Are Facebook Fans Useful? Study Says Yes

Brand managers should become big fans of Facebook fans, according to the results of a new study from Constant Contact and Chadwick Martin Bailey.

The companies analyzed the Facebook habits of 1,491 consumers 18 and older from across the United States, and it found that respondents were more likely to recommend brands to their friends after becoming fans themselves, and that they were more likely to purchase products or services from brands after becoming fans.

The study also found that Facebook is the preferred social platform for interacting with brands, topping Twitter and LinkedIn.

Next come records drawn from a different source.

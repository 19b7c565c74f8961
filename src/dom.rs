//! Thin helpers over `web-sys` DOM access.
//!
//! Everything returns [`LandingResult`] so a behavior can bail out with `?`
//! when the browser rejects a call.

use gloo::events::EventListener;
use js_sys::Array;
use landing_fx_core::{LandingError, LandingResult, OneShot};
use std::cell::RefCell;
use std::rc::Rc;
use wasm_bindgen::closure::Closure;
use wasm_bindgen::{JsCast, JsValue};
use web_sys::{
    Document, Element, HtmlElement, IntersectionObserver, IntersectionObserverEntry,
    IntersectionObserverInit, Window,
};

/// Convert a thrown JS value into a [`LandingError`].
pub fn js_err(value: JsValue) -> LandingError {
    LandingError::Js(value.as_string().unwrap_or_else(|| format!("{:?}", value)))
}

/// Handles to the current browsing context.
#[derive(Clone)]
pub struct Page {
    pub window: Window,
    pub document: Document,
}

impl Page {
    pub fn current() -> LandingResult<Self> {
        let window =
            web_sys::window().ok_or_else(|| LandingError::MissingElement("window".into()))?;
        let document = window
            .document()
            .ok_or_else(|| LandingError::MissingElement("document".into()))?;
        Ok(Self { window, document })
    }

    /// First match for `selector`, `None` if absent.
    pub fn query(&self, selector: &str) -> LandingResult<Option<Element>> {
        self.document
            .query_selector(selector)
            .map_err(|_| LandingError::InvalidSelector(selector.to_string()))
    }

    /// First match for `selector` as an `HTMLElement`.
    pub fn query_html(&self, selector: &str) -> LandingResult<Option<HtmlElement>> {
        Ok(self
            .query(selector)?
            .and_then(|el| el.dyn_into::<HtmlElement>().ok()))
    }

    /// Every element matching `selector`, in document order.
    pub fn query_all(&self, selector: &str) -> LandingResult<Vec<Element>> {
        query_all_in(&self.document, selector)
    }

    pub fn body(&self) -> Option<HtmlElement> {
        self.document.body()
    }

    /// Vertical scroll offset of the window.
    pub fn scroll_y(&self) -> f64 {
        self.window.scroll_y().unwrap_or_default()
    }

    /// Milliseconds since navigation start.
    pub fn now(&self) -> f64 {
        self.window
            .performance()
            .map(|perf| perf.now())
            .unwrap_or_default()
    }

    pub fn create(&self, tag: &str) -> LandingResult<HtmlElement> {
        self.document
            .create_element(tag)
            .map_err(js_err)?
            .dyn_into::<HtmlElement>()
            .map_err(|_| LandingError::Js(format!("<{tag}> is not an HTMLElement")))
    }

    /// Run `f` once the window `load` event has fired (now, if it already has).
    pub fn on_load(&self, f: impl FnOnce() + 'static) -> Option<EventListener> {
        if self.document.ready_state() == "complete" {
            f();
            None
        } else {
            Some(EventListener::once(&self.window, "load", move |_| f()))
        }
    }
}

/// Every element under `root` matching `selector`.
pub fn query_all_in(root: &impl AsRef<web_sys::Node>, selector: &str) -> LandingResult<Vec<Element>> {
    let node: &web_sys::Node = root.as_ref();
    let found = if let Some(document) = node.dyn_ref::<Document>() {
        document.query_selector_all(selector)
    } else if let Some(element) = node.dyn_ref::<Element>() {
        element.query_selector_all(selector)
    } else {
        return Ok(Vec::new());
    };
    let list = found.map_err(|_| LandingError::InvalidSelector(selector.to_string()))?;

    Ok((0..list.length())
        .filter_map(|i| list.item(i))
        .filter_map(|node| node.dyn_into::<Element>().ok())
        .collect())
}

/// Add or remove `class` on `el`.
pub fn set_class(el: &Element, class: &str, on: bool) {
    if let Err(err) = el.class_list().toggle_with_force(class, on) {
        tracing::warn!(class, error = %js_err(err), "Class update failed");
    }
}

/// Set an inline style property.
pub fn set_style(el: &HtmlElement, property: &str, value: &str) -> LandingResult<()> {
    el.style().set_property(property, value).map_err(js_err)
}

/// Drop an inline style property.
pub fn clear_style(el: &HtmlElement, property: &str) -> LandingResult<()> {
    el.style().remove_property(property).map(|_| ()).map_err(js_err)
}

/// An intersection observer over a fixed element list that hands each
/// element to its handler at most once, then stops observing it.
pub struct IntersectionWatch {
    observer: IntersectionObserver,
    _callback: Closure<dyn FnMut(Array, IntersectionObserver)>,
}

impl IntersectionWatch {
    pub fn new<T: 'static>(
        elements: Vec<(Element, T)>,
        init: &IntersectionObserverInit,
        mut on_enter: impl FnMut(&Element, T) + 'static,
    ) -> LandingResult<Self> {
        let mut slots = OneShot::new();
        let mut targets = Vec::with_capacity(elements.len());
        for (element, payload) in elements {
            slots.register(payload);
            targets.push(element);
        }
        let targets = Rc::new(targets);
        let slots = Rc::new(RefCell::new(slots));

        let callback_targets = Rc::clone(&targets);
        let callback = Closure::<dyn FnMut(Array, IntersectionObserver)>::new(
            move |entries: Array, observer: IntersectionObserver| {
                for entry in entries.iter() {
                    let Ok(entry) = entry.dyn_into::<IntersectionObserverEntry>() else {
                        continue;
                    };
                    let target = entry.target();
                    let Some(key) = callback_targets.iter().position(|el| *el == target) else {
                        continue;
                    };
                    let released = slots.borrow_mut().intersect(key, entry.is_intersecting());
                    if let Some(payload) = released {
                        observer.unobserve(&target);
                        on_enter(&target, payload);
                    }
                }
            },
        );

        let observer =
            IntersectionObserver::new_with_options(callback.as_ref().unchecked_ref(), init)
                .map_err(js_err)?;
        for target in targets.iter() {
            observer.observe(target);
        }

        Ok(Self {
            observer,
            _callback: callback,
        })
    }

    pub fn disconnect(&self) {
        self.observer.disconnect();
    }
}

impl Drop for IntersectionWatch {
    fn drop(&mut self) {
        self.disconnect();
    }
}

The 10 takeaways from the report, provided by Constant Contact and Chadwick Martin Bailey:

  • Consumers interact with their favorite brand on Facebook far more than other social networks;
  • 56 percent of consumers said they are more likely to recommend a brand to a friend after becoming a fan on Facebook;
  • 51 percent of consumers said they are more likely to buy a product since becoming a fan on Facebook;
  • 52 percent of those who go online said that they spend at least one hour per week on Facebook;
  • 76 percent of consumers said they have never “unliked” a brand on Facebook;
  • 77 percent of consumers said they interact with brands on Facebook primarily through reading posts and news feeds;
  • 78 percent of consumers who like brands on Facebook said they like fewer than 10 brands;
  • 58 percent of consumers said they like a brand on Facebook because they are a customer;
  • 45 percent of consumers said they spend most of their time on Facebook in the news feed; and
  • 69 percent of consumers said they want to hear from some brands on Facebook more than others.

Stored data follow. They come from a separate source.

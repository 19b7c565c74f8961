//! landing-fx Core Library
//!
//! Platform-free logic behind the landing page effects.
//!
//! ## Overview
//!
//! Every behavior the browser binding wires up is split in two: the binding
//! reads the DOM and applies changes, and this crate decides what those
//! changes are. Nothing here touches `web-sys`, so the state machines and the
//! geometry run (and are tested) on the host.
//!
//! - [`header::HeaderState`] - `scrolled` / `hidden` header markers
//! - [`menu::MenuState`] and [`menu::OverlayPlan`] - the mobile drawer
//! - [`testimonial::Rotator`] - testimonial cursor and rendered slides
//! - [`anchor`] - in-page fragment resolution and scroll destination
//! - [`parallax`], [`ripple`] - scroll and click geometry
//! - [`viewport::OneShot`] - exactly-once intersection handling
//! - [`throttle::Throttle`] - leading + trailing scroll throttling
//! - [`logging`] - console line formatting for `tracing` events
//!
//! ## Quick Start
//!
//! ```
//! use landing_fx_core::{HeaderState, LandingConfig};
//!
//! let config = LandingConfig::from_json(r#"{ "parallax_speed": 0.25 }"#).unwrap();
//! let mut header = HeaderState::new(config.header.clone());
//!
//! let classes = header.observe(250.0);
//! assert!(classes.scrolled);
//! assert!(classes.hidden);
//! ```

pub mod anchor;
pub mod config;
pub mod error;
pub mod header;
pub mod logging;
pub mod menu;
pub mod parallax;
pub mod ripple;
pub mod testimonial;
pub mod throttle;
pub mod viewport;

// Re-exports
pub use config::{
    HeaderConfig, LandingConfig, RevealConfig, Selectors, TestimonialConfig,
};
pub use error::{LandingError, LandingResult};
pub use header::{HeaderClasses, HeaderState};
pub use menu::{MenuState, MenuTrigger, MenuView, OverlayPart, OverlayPlan, OverlaySources};
pub use ripple::{Bounds, Ripple};
pub use testimonial::{Rotator, Slide, Testimonial};
pub use throttle::{Admission, Throttle};
pub use viewport::{LazySwap, OneShot};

Elaborating further on the point mentioned above about Facebook being the preferred platform, it actually finished second, to “none of these,” which was the choice of 59 percent of respondents when asked how they interact with their favorite brands. Facebook was picked by 34 percent, followed by: online community forums or bulletin boards (9 percent), Twitter (4 percent), blogs (4 percent), other (2 percent), LinkedIn (1 percent), and Myspace (1 percent).

There was also a fairly even distribution when respondents were asked how many brands they liked on Facebook, with 33 percent saying one or two, 25 percent answering three or four, 20 percent saying 5-9, and 22 percent going with 10 or more.

When asked why they became fans of brands in the first place, 58 percent of respondents said they were already customers of the company, while 57 percent were eyeing discounts and promotions, 41 percent said they wanted to show support for and spread word about the brand, and 31 percent each answered that they wanted to be the first to get information, and that they wanted access to exclusive content.